高齢者(70歳以上)になると、これまでとは運転免許更新の頻度や流れが変わってきます。

なぜなら、高齢になると車の運転に必要な体力、視力、判断・認知機能などが衰えてきてしまい、予期せぬ事故につながる可能性が高くなるためです。

実際に、高齢者ドライバーによるアクセルとブレーキの踏み間違えによる悲惨な事件などもニュースなどで数多く報道されている通り、頭では「大丈夫、できる」と思っていても、肉体がついていけずに事故につながってしまうケースが多くなっているのです。

そのため、高齢者で運転免許を更新するためには、70歳未満の人に比べて、より客観的な目線での運転可否判断が必要になります。

この記事では、そんな高齢者の運転免許更新の頻度と流れ、実施内容などについて、くわしく解説していきます。

高齢者の運転免許更新の実施内容

令和4年5月に行われた道路交通法の改正によって、75歳未満は合計2時間の「合理化講習」を、75歳以上は認知機能検査の結果によって「合理化講習」と「高度化教習」のどちらかを受講することになっています。

また、75歳以上で一定の違反行為がある方は、運転技能検査の受検も必要です。

認知機能検査

認知機能検査は、75歳以上の高齢者を対象に行われる検査です。

75歳以上になるとどうしても認知機能が衰えてきてしまうので、それを客観的に判断するために行われます。
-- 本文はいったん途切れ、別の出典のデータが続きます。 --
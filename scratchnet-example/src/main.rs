use scratchnet_core::config::TrainConfig;
use scratchnet_core::nn::linear::Dense;
use scratchnet_core::nn::Layer;
use scratchnet_core::train::train_spiral;

use ndarray::array;
use std::path::Path;
use tracing::info;

const CONFIG_PATH: &str = "train_config.json";

fn main() -> Result<(), Box<dyn std::error::Error>> {
    tracing_subscriber::fmt()
        .with_max_level(tracing::Level::INFO)
        .init();

    layer_demo()?;

    let config = if Path::new(CONFIG_PATH).exists() {
        let config = TrainConfig::from_file(CONFIG_PATH)?;
        info!("Config loaded from {}", CONFIG_PATH);
        config
    } else {
        TrainConfig::default()
    };

    let (network, report) = train_spiral::<f64>(&config)?;

    println!("Final accuracy: {:.3}, loss: {:.3}, time: {:?}", report.final_accuracy, report.final_loss, report.elapsed);
    println!("dense1 weights gradient:\n{}", network.dense1.weights_grad);
    println!("dense1 bias gradient:\n{}", network.dense1.bias_grad);
    println!("dense2 weights gradient:\n{}", network.dense2.weights_grad);
    println!("dense2 bias gradient:\n{}", network.dense2.bias_grad);

    Ok(())
}

/// Hand-written three-neuron layer, fed one sample and then a batch.
fn layer_demo() -> Result<(), Box<dyn std::error::Error>> {
    let neurons = vec![
        vec![0.2, 0.8, -0.5, 1.0],
        vec![0.5, -0.91, 0.26, -0.5],
        vec![-0.26, -0.27, 0.17, 0.87],
    ];
    let mut layer = Dense::<f64>::from_neuron_weights(&neurons, &[2.0, 3.0, 0.5])?;

    println!("{}", layer.forward_sample(&array![1.0, 2.0, 3.0, 2.5])?);

    let output = layer.forward(&array![
        [1.0, 2.0, 3.0, 2.5],
        [2.0, 5.0, -1.0, 2.0],
        [-1.5, 2.7, 3.3, -0.8]
    ])?;
    println!("Output shape: {:?}", output.shape());
    println!("{}", output);

    Ok(())
}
一方で、70〜74歳の方は、「合理化講習」からの受講になるので、認知機能検査は特に受ける必要がありません。

内容としては判断力と記憶力の状態を確認するための検査で、次表のような「手がかり検査」と「時間の見当識」の2つの検査で構成されています。

検査名 内容
手がかり再生 手がかり再生:16枚の絵を見て記憶。その後、描かれていた絵についての質問に回答します。 例:「果物の絵がありました。何でしたか?」「動物の絵がありました。何でしたか?」
時間の見当識 検査時の年月日、曜日及び時間を回答します。 例:「今年は何年ですか?」今日は何曜日ですか?」

認知機能検査の結果は点数で出てきます。

次のような判断基準で免許更新の際に受ける講習や必要な手続きが変わったりするので、十分に注意しましょう。

  • 76点以上:高齢者講習(合理化講習)を受講
  • 49〜75点以上:高齢者講習(高度化講習)を受講
  • 48点以下:医師の診断が必要。診断結果で認知症と判断された場合は免許取り消しの対象

高齢者講習

高齢者講習は75歳未満の高齢者が受講する「合理化講習」と、75歳以上の高齢者が受講する「高度化講習」の2つに分かれています。
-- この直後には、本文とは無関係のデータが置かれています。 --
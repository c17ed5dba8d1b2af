use super::activations::Relu;
use super::linear::Dense;
use super::loss::{SoftmaxCrossEntropy, Targets};
use super::metrics::accuracy;
use super::optimizers::Sgd;
use super::Layer;
use crate::error::{Error, Result};
use crate::tensor::{argmax_rows, Scalar};

use ndarray::{Array1, Array2};
use rand::Rng;

/// Result of one forward pass over a labelled batch.
#[derive(Debug, Clone)]
pub struct StepOutput<T> {
    pub predictions: Array2<T>,
    pub loss: T,
    pub accuracy: T,
}

/// Two-layer classifier: Dense -> ReLU -> Dense -> softmax cross-entropy.
#[derive(Debug, Clone)]
pub struct Network<T: Scalar> {
    pub dense1: Dense<T>,
    pub relu: Relu<T>,
    pub dense2: Dense<T>,
    pub loss_activation: SoftmaxCrossEntropy<T>,
}

impl<T: Scalar> Network<T> {
    pub fn new<R: Rng + ?Sized>(inputs: usize, hidden: usize, classes: usize, rng: &mut R) -> Self {
        Self {
            dense1: Dense::with_rng(inputs, hidden, rng),
            relu: Relu::new(),
            dense2: Dense::with_rng(hidden, classes, rng),
            loss_activation: SoftmaxCrossEntropy::new(),
        }
    }

    /// Runs the batch through every stage and caches what `backward` needs.
    ///
    /// Inputs and targets are checked before any stage runs, so a rejected
    /// batch leaves the caches of the previous forward pass intact.
    pub fn forward(&mut self, input: &Array2<T>, targets: &Targets<T>) -> Result<StepOutput<T>> {
        if input.ncols() != self.dense1.in_features() {
            return Err(Error::shape(
                "network forward",
                &[input.nrows(), self.dense1.in_features()],
                input.shape(),
            ));
        }
        targets.validate(input.nrows(), self.dense2.out_features())?;

        let logits = self.logits(input)?;
        let (predictions, loss) = self.loss_activation.forward(&logits, targets)?;
        let accuracy = accuracy(&predictions, targets)?;

        Ok(StepOutput { predictions, loss, accuracy })
    }

    /// Backpropagates through every stage in reverse order, leaving the
    /// parameter gradients on `dense1` and `dense2`.
    pub fn backward(&mut self, targets: &Targets<T>) -> Result<()> {
        let predictions = self
            .loss_activation
            .output()
            .ok_or(Error::MissingForward("network"))?;

        let grad = self.loss_activation.backward(predictions, targets)?;
        let grad = self.dense2.backward(&grad)?;
        let grad = self.relu.backward(&grad)?;
        self.dense1.backward(&grad)?;
        Ok(())
    }

    pub fn apply(&mut self, optimizer: &Sgd<T>) {
        optimizer.update_params(&mut self.dense1);
        optimizer.update_params(&mut self.dense2);
    }

    /// Most likely class per sample. Layer caches are not touched, so this
    /// can run between `forward` and `backward`.
    pub fn predict(&self, input: &Array2<T>) -> Result<Array1<usize>> {
        let hidden = self.dense1.forward_batch(input)?.mapv(|x| x.max(T::zero()));
        let logits = self.dense2.forward_batch(&hidden)?;
        Ok(argmax_rows(&logits.view()))
    }

    pub fn parameter_count(&self) -> usize {
        self.dense1.parameter_count() + self.dense2.parameter_count()
    }

    pub fn is_finite(&self) -> bool {
        self.dense1.is_finite() && self.dense2.is_finite()
    }

    fn logits(&mut self, input: &Array2<T>) -> Result<Array2<T>> {
        let hidden = self.dense1.forward(input)?;
        let hidden = self.relu.forward(&hidden)?;
        self.dense2.forward(&hidden)
    }
}

#[cfg(test)]
mod tests {
    use super::*;
    use crate::nn::optimizers::UpdateRule;
    use ndarray::array;
    use rand::rngs::StdRng;
    use rand::SeedableRng;

    fn batch() -> (Array2<f64>, Targets<f64>) {
        let x = array![[0.5, 0.1], [-0.3, 0.8], [0.9, -0.7], [-0.6, -0.2]];
        (x, Targets::Sparse(array![0, 1, 2, 1]))
    }

    #[test]
    fn test_network_forward_shapes() {
        let mut rng = StdRng::seed_from_u64(1);
        let mut network = Network::<f64>::new(2, 3, 3, &mut rng);
        let (x, y) = batch();

        let step = network.forward(&x, &y).unwrap();
        assert_eq!(step.predictions.shape(), &[4, 3]);
        assert!(step.loss.is_finite());
        assert!((0.0..=1.0).contains(&step.accuracy));
        assert_eq!(network.parameter_count(), 9 + 12);
    }

    #[test]
    fn test_network_backward_fills_gradients() {
        let mut rng = StdRng::seed_from_u64(2);
        let mut network = Network::<f64>::new(2, 3, 3, &mut rng);
        let (x, y) = batch();

        network.forward(&x, &y).unwrap();
        network.backward(&y).unwrap();
        assert_eq!(network.dense1.weights_grad.shape(), &[2, 3]);
        assert_eq!(network.dense2.bias_grad.shape(), &[1, 3]);
        assert!(network.dense2.weights_grad.iter().any(|&g| g != 0.0));
    }

    #[test]
    fn test_network_backward_before_forward() {
        let mut rng = StdRng::seed_from_u64(3);
        let mut network = Network::<f64>::new(2, 3, 3, &mut rng);
        let (_, y) = batch();
        assert!(matches!(network.backward(&y), Err(Error::MissingForward(_))));
    }

    #[test]
    fn test_network_training_reduces_loss() {
        let mut rng = StdRng::seed_from_u64(4);
        let mut network = Network::<f64>::new(2, 8, 3, &mut rng);
        let optimizer = Sgd::new(1.0, UpdateRule::GradientDescent);
        let (x, y) = batch();

        let initial = network.forward(&x, &y).unwrap().loss;
        let mut last = initial;
        for _ in 0..500 {
            last = network.forward(&x, &y).unwrap().loss;
            network.backward(&y).unwrap();
            network.apply(&optimizer);
        }
        assert!(last < initial);
        assert!(network.is_finite());
    }

    #[test]
    fn test_network_predict() {
        let mut rng = StdRng::seed_from_u64(5);
        let network = Network::<f32>::new(2, 3, 3, &mut rng);
        let predicted = network.predict(&array![[0.1, 0.2], [0.3, -0.4]]).unwrap();
        assert_eq!(predicted.len(), 2);
        assert!(predicted.iter().all(|&c| c < 3));
    }

    #[test]
    fn test_network_predict_between_forward_and_backward() {
        let mut rng = StdRng::seed_from_u64(7);
        let mut reference = Network::<f64>::new(2, 4, 3, &mut rng);
        let mut network = reference.clone();
        let (x, y) = batch();

        reference.forward(&x, &y).unwrap();
        reference.backward(&y).unwrap();

        network.forward(&x, &y).unwrap();
        let predicted = network.predict(&array![[2.0, -1.0], [0.3, 0.3]]).unwrap();
        assert_eq!(predicted.len(), 2);
        network.backward(&y).unwrap();

        assert_eq!(network.dense1.weights_grad, reference.dense1.weights_grad);
        assert_eq!(network.dense1.bias_grad, reference.dense1.bias_grad);
        assert_eq!(network.dense2.weights_grad, reference.dense2.weights_grad);
        assert_eq!(network.dense2.bias_grad, reference.dense2.bias_grad);
    }

    #[test]
    fn test_network_rejected_targets_keep_caches() {
        let mut rng = StdRng::seed_from_u64(8);
        let mut reference = Network::<f64>::new(2, 4, 3, &mut rng);
        let mut network = reference.clone();
        let (x, y) = batch();

        reference.forward(&x, &y).unwrap();
        reference.backward(&y).unwrap();

        network.forward(&x, &y).unwrap();
        let err = network
            .forward(&array![[1.0, 1.0], [0.5, -0.5]], &Targets::Sparse(array![0, 1, 2]))
            .unwrap_err();
        assert!(matches!(err, Error::ShapeMismatch { .. }));
        let err = network
            .forward(&array![[1.0, 1.0]], &Targets::Sparse(array![5]))
            .unwrap_err();
        assert!(matches!(err, Error::LabelOutOfRange { index: 5, classes: 3 }));
        network.backward(&y).unwrap();

        assert_eq!(network.dense1.weights_grad, reference.dense1.weights_grad);
        assert_eq!(network.dense2.weights_grad, reference.dense2.weights_grad);
        assert_eq!(network.dense2.bias_grad, reference.dense2.bias_grad);
    }

    #[test]
    fn test_network_rejects_wrong_feature_count() {
        let mut rng = StdRng::seed_from_u64(6);
        let mut network = Network::<f64>::new(2, 3, 3, &mut rng);
        let err = network.forward(&array![[1.0, 2.0, 3.0]], &Targets::Sparse(array![0])).unwrap_err();
        assert!(matches!(err, Error::ShapeMismatch { .. }));
    }
}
一定の違反行為がある方は合理化講習か高度化講習のどちらかに加えて、運転技能検査も受けなければなりません。

合理化講習

70歳〜74歳の高齢者は、合計2時間の合理化講習を受ければ免許の更新ができます。

また、75歳以上でも、認知機能検査で「認知機能が低下しているおそれがない方」と判断された場合は、70歳〜74歳の高齢者と同様に合理化講習を受講して免許の更新を行います。

合理化講習の内容は「運転適正検査」と「双方向型講義」、「実車指導」の3つで構成されています。

講習名 時間 内容
運転適正検査 約30分 器材を使って、静止視力・動体視力・夜間視力・視野の検査をします。
双方向型講義 約30分 講師と高齢者がコミュニケーションをしながら講義を実施。交通ルールや安全運転に関する知識などを対話の中で確認します。
実車指導 約60分 教習所の所定コースを走り、決められた課題をクリアしていきます。主に、車間維持や速度制御、信号機のある交差点や横断歩道の通過など、基本的な技能の確認が行われます。

高度化講習

高齢者講習は、75歳以上で、かつ認知機能検査で「認知機能が低下しているおそれがある方」「認知症のおそれがある方」と判断された場合に受講しなければならない講座です。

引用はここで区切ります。